The principal south elevation is three bays wide. The central bay comprises at ground-floor level a glazed and panelled door with a pediment supported on moulded consoles and, to the upper floors, a rendered round-arched panel rising from the first floor to the second. The two outer bays have one window each per floor. The ground-floor windows are canted bays, probably dating from the 1920s or 1930s, with metal glazing bars set back from the façade. All ground-floor doors are panelled with frosted and leaded glazing to their upper halves, also probably from the 1920s and 1930s. The first-floor windows are pairs of sashes divided by moulded pilasters, with a frieze, moulded cornice and pediment above, now partially covered with lead sheeting. The second-floor windows are smaller sashes with rendered architraves and slightly pointed heads. At first-floor level there is a bracket featuring a golden cockerel for the now-missing pub sign. Five brick chimney stacks populate the perimeter of the hipped slate roof, which is obscured from street level by a brick parapet topped with a soldier course. A modern skylight is inserted into the roof's west slope and a modern flat-roofed raking dormer to its east slope. A moulded cornice and painted fascia separate the ground and first floors and wrap around the south-east corner, extending the length of the east elevation.
The south-east corner is canted at ground-floor level and bull-nosed to the first and second floors, the two upper floors clad in a rendered round-arched panel. The east elevation facing Blythe Hill Lane is four bays wide with similar fenestration and doors to the south elevation. The first and second floors have three windows each; those to the first floor are single sashes flanked by pilasters.

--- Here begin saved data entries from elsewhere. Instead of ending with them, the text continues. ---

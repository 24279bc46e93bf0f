// Copyright (c) 2025 Tstree Authors
//
// Licensed under dual license:
// - MIT License (LICENSE-MIT or https://opensource.org/licenses/MIT)
// - Apache License, Version 2.0 (LICENSE-APACHE or https://www.apache.org/licenses/LICENSE-2.0)

//! Ternary Search Tree Implementation
//!
//! An ordered, character-indexed map from strings to payloads. Each node
//! holds a single character and three children: keys whose next character
//! sorts before it, keys that continue past it, and keys whose next
//! character sorts after it.
//!
//! # Features
//!
//! - Exact lookup and existence testing
//! - Balanced bulk construction from an unsorted batch of keys
//! - In-order traversal of every stored key
//! - Prefix enumeration for autocomplete-style retrieval
//!
//! # Example
//!
//! ```
//! use tstree_lib::data_structures::TernarySearchTree;
//!
//! let mut tree = TernarySearchTree::new();
//! tree.insert_all(["banana", "bananas", "band"], 0u32);
//! tree.insert("bandana", 1);
//!
//! assert!(tree.contains("band"));
//! assert!(!tree.contains("ban"));
//!
//! let keys: Vec<String> = tree
//!     .partial_match("banan")
//!     .into_iter()
//!     .map(|(key, _)| key)
//!     .collect();
//! assert_eq!(keys, vec!["banana", "bananas"]);
//! ```
//!
//! # Balance
//!
//! Single inserts never rebalance, so feeding sorted keys one by one degrades
//! each left/right fan-out into a chain. [`TernarySearchTree::insert_all`]
//! sorts its batch and inserts medians first, which keeps every fan-out
//! logarithmic in the number of keys sharing that prefix.

mod iter;
mod node;

#[cfg(test)]
mod tests;

use std::cmp::Ordering;
use std::fmt;

use tracing::{debug, trace};

pub use iter::{Iter, Keys};
use iter::Walk;
pub use node::Node;
use node::Link;

/// A ternary search tree mapping string keys to payloads of type `T`.
///
/// The tree is a plain owned structure with no internal synchronization;
/// share it across threads behind a lock.
pub struct TernarySearchTree<T> {
    /// The root node, created by the first non-empty insert
    root: Link<T>,

    /// Number of terminal nodes (distinct stored keys)
    len: usize,
}

impl<T> TernarySearchTree<T> {
    /// Creates an empty tree.
    pub fn new() -> Self {
        Self { root: None, len: 0 }
    }

    /// Number of distinct keys stored in the tree.
    pub fn len(&self) -> usize {
        self.len
    }

    /// Returns `true` if no key is stored.
    pub fn is_empty(&self) -> bool {
        self.len == 0
    }

    /// Inserts `key` with `payload`.
    ///
    /// Inserting the empty string is a no-op. Inserting a key that is already
    /// stored replaces its payload without changing [`len`](Self::len).
    ///
    /// # Returns
    ///
    /// The payload previously stored under `key`, if any.
    pub fn insert<K>(&mut self, key: K, payload: T) -> Option<T>
    where
        K: AsRef<str>,
    {
        let key = key.as_ref();
        let mut chars = key.chars();
        let Some(mut c) = chars.next() else {
            trace!("ignoring insert of empty key");
            return None;
        };

        let mut link = &mut self.root;
        loop {
            let node = link.get_or_insert_with(|| Box::new(Node::new(c)));
            match c.cmp(&node.value) {
                Ordering::Less => link = &mut node.left,
                Ordering::Greater => link = &mut node.right,
                Ordering::Equal => match chars.next() {
                    Some(next) => {
                        c = next;
                        link = &mut node.mid;
                    }
                    None => {
                        let previous = node.payload.replace(payload);
                        if previous.is_none() {
                            self.len += 1;
                        }
                        return previous;
                    }
                },
            }
        }
    }

    /// Inserts every key in `keys`, all associated with the same `payload`.
    ///
    /// The batch is sorted and inserted median first, recursing into the
    /// lower and upper halves, so the resulting tree is balanced regardless
    /// of the input order.
    pub fn insert_all<I, K>(&mut self, keys: I, payload: T)
    where
        I: IntoIterator<Item = K>,
        K: AsRef<str>,
        T: Clone,
    {
        self.insert_all_with(keys.into_iter().map(|key| (key, payload.clone())));
    }

    /// Inserts a batch of `(key, payload)` pairs in balanced order.
    ///
    /// Same algorithm as [`insert_all`](Self::insert_all) with a payload per
    /// key. When a key appears more than once, its last occurrence in the
    /// input wins.
    pub fn insert_all_with<I, K>(&mut self, entries: I)
    where
        I: IntoIterator<Item = (K, T)>,
        K: AsRef<str>,
    {
        let mut sorted: Vec<(K, T)> = entries.into_iter().collect();
        if sorted.is_empty() {
            return;
        }
        sorted.sort_by(|(a, _), (b, _)| a.as_ref().cmp(b.as_ref()));
        // Median order would not respect input order among duplicates, so
        // collapse each run onto its last entry first.
        sorted.dedup_by(|later, earlier| {
            let duplicate = later.0.as_ref() == earlier.0.as_ref();
            if duplicate {
                std::mem::swap(later, earlier);
            }
            duplicate
        });
        debug!(keys = sorted.len(), "bulk inserting keys in median order");

        let mut pending: Vec<Option<(K, T)>> = sorted.into_iter().map(Some).collect();

        // Half-open ranges; the lower half is always popped before the upper.
        let mut ranges = vec![(0, pending.len())];
        while let Some((begin, end)) = ranges.pop() {
            if begin == end {
                continue;
            }
            let mid = begin + (end - begin - 1) / 2;
            if let Some((key, payload)) = pending[mid].take() {
                self.insert(key, payload);
            }
            ranges.push((mid + 1, end));
            ranges.push((begin, mid));
        }
    }

    /// Finds the node at which `key` ends.
    ///
    /// The node is returned whether or not it is terminal: a non-terminal
    /// node means `key` is only a prefix of longer stored keys. Use
    /// [`Node::is_terminal`] or [`contains`](Self::contains) to tell them
    /// apart. The empty key never matches.
    pub fn search<K>(&self, key: K) -> Option<&Node<T>>
    where
        K: AsRef<str>,
    {
        let mut chars = key.as_ref().chars();
        let mut c = chars.next()?;
        let mut link = self.root.as_deref();

        while let Some(node) = link {
            match c.cmp(&node.value) {
                Ordering::Less => link = node.left.as_deref(),
                Ordering::Greater => link = node.right.as_deref(),
                Ordering::Equal => match chars.next() {
                    Some(next) => {
                        c = next;
                        link = node.mid.as_deref();
                    }
                    None => return Some(node),
                },
            }
        }
        None
    }

    fn search_mut(&mut self, key: &str) -> Option<&mut Node<T>> {
        let mut chars = key.chars();
        let mut c = chars.next()?;
        let mut link = self.root.as_deref_mut();

        while let Some(node) = link {
            match c.cmp(&node.value) {
                Ordering::Less => link = node.left.as_deref_mut(),
                Ordering::Greater => link = node.right.as_deref_mut(),
                Ordering::Equal => match chars.next() {
                    Some(next) => {
                        c = next;
                        link = node.mid.as_deref_mut();
                    }
                    None => return Some(node),
                },
            }
        }
        None
    }

    /// Returns `true` if `key` is stored in the tree.
    pub fn contains<K>(&self, key: K) -> bool
    where
        K: AsRef<str>,
    {
        self.search(key).is_some_and(Node::is_terminal)
    }

    /// Returns the payload stored under `key`.
    pub fn get<K>(&self, key: K) -> Option<&T>
    where
        K: AsRef<str>,
    {
        self.search(key).and_then(Node::payload)
    }

    /// Returns a mutable reference to the payload stored under `key`.
    pub fn get_mut<K>(&mut self, key: K) -> Option<&mut T>
    where
        K: AsRef<str>,
    {
        self.search_mut(key.as_ref()).and_then(Node::payload_mut)
    }

    /// Calls `visit` once for every stored key, in ascending order, with the
    /// full key and its terminal node.
    pub fn traverse<F>(&self, mut visit: F)
    where
        F: FnMut(&str, &Node<T>),
    {
        for (key, node) in Walk::new(self.root.as_deref(), String::new()) {
            visit(&key, node);
        }
    }

    /// Returns every stored key that starts with `prefix`, in ascending
    /// order, paired with its terminal node.
    ///
    /// `prefix` itself is included when it is a stored key. An empty or
    /// unmatched prefix yields an empty result.
    pub fn partial_match<P>(&self, prefix: P) -> Vec<(String, &Node<T>)>
    where
        P: AsRef<str>,
    {
        let prefix = prefix.as_ref();
        let Some(node) = self.search(prefix) else {
            return Vec::new();
        };

        let mut matches = Vec::new();
        if node.is_terminal() {
            matches.push((prefix.to_owned(), node));
        }
        matches.extend(Walk::new(node.mid.as_deref(), prefix.to_owned()));
        matches
    }

    /// Iterates over `(key, payload)` pairs in ascending key order.
    pub fn iter(&self) -> Iter<'_, T> {
        Iter::new(Walk::new(self.root.as_deref(), String::new()), self.len)
    }

    /// Iterates over the stored keys in ascending order.
    pub fn keys(&self) -> Keys<'_, T> {
        Keys::new(self.iter())
    }

    /// Number of nodes on the longest path from the root, following left,
    /// mid and right links alike. Zero for an empty tree.
    pub fn height(&self) -> usize {
        let mut height = 0;
        let mut stack: Vec<(&Node<T>, usize)> =
            self.root.as_deref().map(|root| (root, 1)).into_iter().collect();

        while let Some((node, depth)) = stack.pop() {
            height = height.max(depth);
            for child in [&node.left, &node.mid, &node.right].into_iter().flatten() {
                stack.push((&**child, depth + 1));
            }
        }
        height
    }

    /// Removes every key from the tree.
    pub fn clear(&mut self) {
        debug!(entries = self.len, "clearing tree");
        release(self.root.take());
        self.len = 0;
    }
}

/// Frees a subtree without recursing, so arbitrarily deep chains are safe.
fn release<T>(root: Link<T>) {
    let mut stack: Vec<Box<Node<T>>> = root.into_iter().collect();
    while let Some(mut node) = stack.pop() {
        stack.extend(node.take_children().into_iter().flatten());
    }
}

enum Frame<'a, T> {
    /// Copy a subtree, pushing its copy (or `None`) onto the output stack.
    Copy(Option<&'a Node<T>>),
    /// Pop the copies of the node's three children and join them.
    Assemble(&'a Node<T>),
}

/// Deep-copies a subtree without recursing.
fn duplicate<T: Clone>(root: Option<&Node<T>>) -> Link<T> {
    let mut work = vec![Frame::Copy(root)];
    let mut built: Vec<Link<T>> = Vec::new();

    while let Some(frame) = work.pop() {
        match frame {
            Frame::Copy(None) => built.push(None),
            Frame::Copy(Some(node)) => {
                // Left is popped first, so copies land as left, mid, right
                work.push(Frame::Assemble(node));
                work.push(Frame::Copy(node.right.as_deref()));
                work.push(Frame::Copy(node.mid.as_deref()));
                work.push(Frame::Copy(node.left.as_deref()));
            }
            Frame::Assemble(node) => {
                let right = built.pop().flatten();
                let mid = built.pop().flatten();
                let left = built.pop().flatten();
                built.push(Some(Box::new(Node {
                    value: node.value,
                    payload: node.payload.clone(),
                    left,
                    mid,
                    right,
                })));
            }
        }
    }
    built.pop().flatten()
}

impl<T: Clone> Clone for TernarySearchTree<T> {
    fn clone(&self) -> Self {
        Self {
            root: duplicate(self.root.as_deref()),
            len: self.len,
        }
    }
}

/// Formats as a map of stored keys to payloads, in key order.
impl<T: fmt::Debug> fmt::Debug for TernarySearchTree<T> {
    fn fmt(&self, f: &mut fmt::Formatter<'_>) -> fmt::Result {
        f.debug_map().entries(self.iter()).finish()
    }
}

impl<T> Drop for TernarySearchTree<T> {
    fn drop(&mut self) {
        release(self.root.take());
    }
}

impl<T> Default for TernarySearchTree<T> {
    fn default() -> Self {
        Self::new()
    }
}

impl<'a, T> IntoIterator for &'a TernarySearchTree<T> {
    type Item = (String, &'a T);
    type IntoIter = Iter<'a, T>;

    fn into_iter(self) -> Self::IntoIter {
        self.iter()
    }
}

/// Builds a balanced tree through [`TernarySearchTree::insert_all_with`].
impl<K: AsRef<str>, T> FromIterator<(K, T)> for TernarySearchTree<T> {
    fn from_iter<I: IntoIterator<Item = (K, T)>>(iter: I) -> Self {
        let mut tree = Self::new();
        tree.insert_all_with(iter);
        tree
    }
}

/// Inserts one entry at a time; no balance guarantee.
impl<K: AsRef<str>, T> Extend<(K, T)> for TernarySearchTree<T> {
    fn extend<I: IntoIterator<Item = (K, T)>>(&mut self, iter: I) {
        for (key, payload) in iter {
            self.insert(key, payload);
        }
    }
}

The rear elevation faces north over the pub garden and has sash windows to the west of the first and second floors. The ground floor has two flat-roofed extensions housing ladies' and gentlemen's toilets with modern uPVC windows. The roof forms a gable end to this elevation.

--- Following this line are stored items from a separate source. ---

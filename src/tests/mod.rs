//! Test modules for tstree.
//!
//! Crate-internal suites for the layers around the tree:
//! - Configuration loading and validation
//! - Error types and reporting
//! - Dictionary loading from files
//!
//! The tree's own unit and property tests live next to it in
//! `data_structures::ternary_search_tree::tests`.


// Re-export commonly used testing tools to simplify imports in test modules
pub use test_utils::{word_list_strategy, TestFixture};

The ground floor contains three principal rooms: a public bar on the east side, a saloon bar to the west, and a large lounge bar spanning the width of the rear part of the building. The servery is T-shaped to create a bar counter in each of the three rooms. This unorthodox arrangement allows customers to cross the servery to move between the lounge and saloon bars. Two floors of accommodation above the pub are accessed by a dogleg staircase located behind the saloon bar counter, with its upper leg rising over the bar itself. The upper floors have been converted to dwellings.
The pub was completely refurbished in the 1920s or 1930s with a Brewer's Tudor treatment applied consistently across the three bar areas. All three rooms have ornamental timber ceiling beams and imitation wood panelling rising from skirting to picture rail height, featuring stanchions and moulded cornices of real timber which enclose Lincrusta-like panels embossed and painted to resemble wood.

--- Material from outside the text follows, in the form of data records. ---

//! Configuration module for tstree.
//!
//! This module provides a layered configuration system: built-in defaults,
//! then an optional file (TOML, YAML, JSON), then environment variables.
//! All configuration values are validated for correctness before use.

use std::path::{Path, PathBuf};
use std::sync::Arc;

use crate::error::config::ConfigError;
use config::{Config, ConfigError as ExternalConfigError, Environment, File, FileFormat};
use once_cell::sync::OnceCell;
use parking_lot::RwLock;
use serde::{Deserialize, Serialize};

pub mod dictionary;
pub mod query;

pub use dictionary::DictionaryConfig;
pub use query::{OutputFormat, QueryConfig};

/// Result type for configuration operations.
pub type ConfigResult<T> = Result<T, ConfigError>;

/// Default configuration location
pub const DEFAULT_CONFIG_PATH: &str = "config/default.toml";

/// Default environment variable prefix for configuration overrides
pub const ENV_PREFIX: &str = "TSTREE";

/// A trait for types that can be validated.
pub trait Validate {
    /// Validates that the configuration is correct.
    ///
    /// # Returns
    ///
    /// * `Ok(())` if the configuration is valid
    /// * `Err(ConfigError)` if the configuration is invalid
    fn validate(&self) -> ConfigResult<()>;
}

/// Main configuration for tstree.
#[derive(Debug, Clone, Serialize, Deserialize, Default, PartialEq, Eq)]
pub struct TstreeConfig {
    /// Word list source and parsing
    pub dictionary: DictionaryConfig,

    /// Lookup and completion output
    pub query: QueryConfig,

    /// Log configuration
    pub log: LogConfig,
}

impl Validate for TstreeConfig {
    fn validate(&self) -> ConfigResult<()> {
        self.dictionary.validate()?;
        self.query.validate()?;
        self.log.validate()?;
        Ok(())
    }
}

/// Logging configuration.
#[derive(Debug, Clone, Serialize, Deserialize, PartialEq, Eq)]
pub struct LogConfig {
    /// Log level (trace, debug, info, warn, error); `RUST_LOG` takes precedence
    pub level: String,

    /// Whether to log in JSON format
    pub json: bool,

    /// Whether to include source code locations in logs
    pub source_location: bool,
}

impl Default for LogConfig {
    fn default() -> Self {
        Self {
            level: "warn".to_string(),
            json: false,
            source_location: false,
        }
    }
}

impl Validate for LogConfig {
    fn validate(&self) -> ConfigResult<()> {
        match self.level.as_str() {
            "trace" | "debug" | "info" | "warn" | "error" => Ok(()),
            _ => Err(ConfigError::ValidationError(format!(
                "Invalid log level: {}",
                self.level
            ))),
        }
    }
}

/// Configuration loader for tstree.
#[derive(Debug)]
pub struct ConfigLoader {
    config_path: Option<PathBuf>,
    env_prefix: String,
}

impl ConfigLoader {
    /// Creates a new configuration loader.
    ///
    /// # Arguments
    ///
    /// * `config_path` - Optional path to the configuration file
    /// * `env_prefix` - Prefix for environment variables that override configuration values
    pub fn new<P: AsRef<Path>>(config_path: Option<P>, env_prefix: &str) -> Self {
        Self {
            config_path: config_path.map(|p| p.as_ref().to_path_buf()),
            env_prefix: env_prefix.to_string(),
        }
    }

    /// Loads the configuration from defaults, the file, and environment variables.
    ///
    /// # Returns
    ///
    /// * `Ok(TstreeConfig)` if the configuration was loaded and validated
    /// * `Err(ConfigError)` if there was an error loading the configuration
    pub fn load(&self) -> ConfigResult<TstreeConfig> {
        let mut builder = Config::builder().add_source(
            Config::try_from(&TstreeConfig::default())
                .map_err(|e| ConfigError::ParseError(e.to_string()))?,
        );

        if let Some(path) = &self.config_path {
            if !path.exists() {
                return Err(ConfigError::FileNotFound(path.clone()));
            }
            let name = path
                .to_str()
                .ok_or_else(|| ConfigError::InvalidPath(path.clone()))?;

            let format = match path.extension().and_then(|ext| ext.to_str()) {
                Some("toml") => FileFormat::Toml,
                Some("json") => FileFormat::Json,
                Some("yaml" | "yml") => FileFormat::Yaml,
                _ => return Err(ConfigError::UnsupportedFormat(path.clone())),
            };
            builder = builder.add_source(File::new(name, format));
        }

        builder = builder.add_source(
            Environment::with_prefix(&self.env_prefix)
                .separator("__")
                .try_parsing(true),
        );

        let config = builder.build().map_err(|e| match e {
            ExternalConfigError::NotFound(path) => ConfigError::FileNotFound(PathBuf::from(path)),
            other => ConfigError::ParseError(other.to_string()),
        })?;

        let tstree_config: TstreeConfig = config
            .try_deserialize()
            .map_err(|e| ConfigError::ParseError(e.to_string()))?;

        tstree_config.validate()?;

        Ok(tstree_config)
    }
}

/// Serializes `config` as pretty TOML, the format `gen-config` writes.
pub fn to_toml(config: &TstreeConfig) -> ConfigResult<String> {
    Ok(toml::to_string_pretty(config)?)
}

/// Global configuration accessor.
#[derive(Debug, Clone)]
pub struct GlobalConfig {
    config: Arc<TstreeConfig>,
}

impl GlobalConfig {
    /// Creates a new global configuration.
    pub fn new(config: TstreeConfig) -> Self {
        Self {
            config: Arc::new(config),
        }
    }

    /// Returns a reference to the configuration.
    pub fn get(&self) -> &TstreeConfig {
        &self.config
    }
}

/// Process-wide configuration.
static GLOBAL_CONFIG: OnceCell<RwLock<GlobalConfig>> = OnceCell::new();

/// Initialize the global configuration.
///
/// Only the first call takes effect; later calls are logged and ignored.
pub fn init_global_config(config: TstreeConfig) {
    if GLOBAL_CONFIG.set(RwLock::new(GlobalConfig::new(config))).is_err() {
        tracing::warn!("Global configuration was already initialized, ignoring new configuration");
    }
}

/// Get the global configuration.
///
/// Falls back to built-in defaults when [`init_global_config`] was never called.
pub fn get_global_config() -> GlobalConfig {
    GLOBAL_CONFIG
        .get_or_init(|| RwLock::new(GlobalConfig::new(TstreeConfig::default())))
        .read()
        .clone()
}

The lounge bar has a fireplace to its west wall with a decorated metal hood. The saloon bar has a fireplace also to its west wall with a surround of blue and grey tiles and keystone painted with a sailing ship. The mirrored bar back shelves in the public and saloon bars, which are of timber, have Tudor arches beneath their lowest tier of shelves and a central double-height mirrored panel set in a round arch. The bar counters in all three rooms have plain fielded panelling and curved ends. The saloon bar counter has a later extension to the left which is slightly lower in height. In the eastern part of the lounge bar there is a carved timber screen with a balustrade separating the corner seating from the side entrance to the pub.
The toilets are located in the single-storey rear extensions and are accessed from the lounge bar. They have simple panelled doors and tiled walls.
Attached to the east elevation there is a rendered wall and gate leading to the beer garden. The gate has piers of unequal height topped with spherical finials. The wooden gate itself appears to be a later replacement but the walls and gate piers date from the pub's original construction.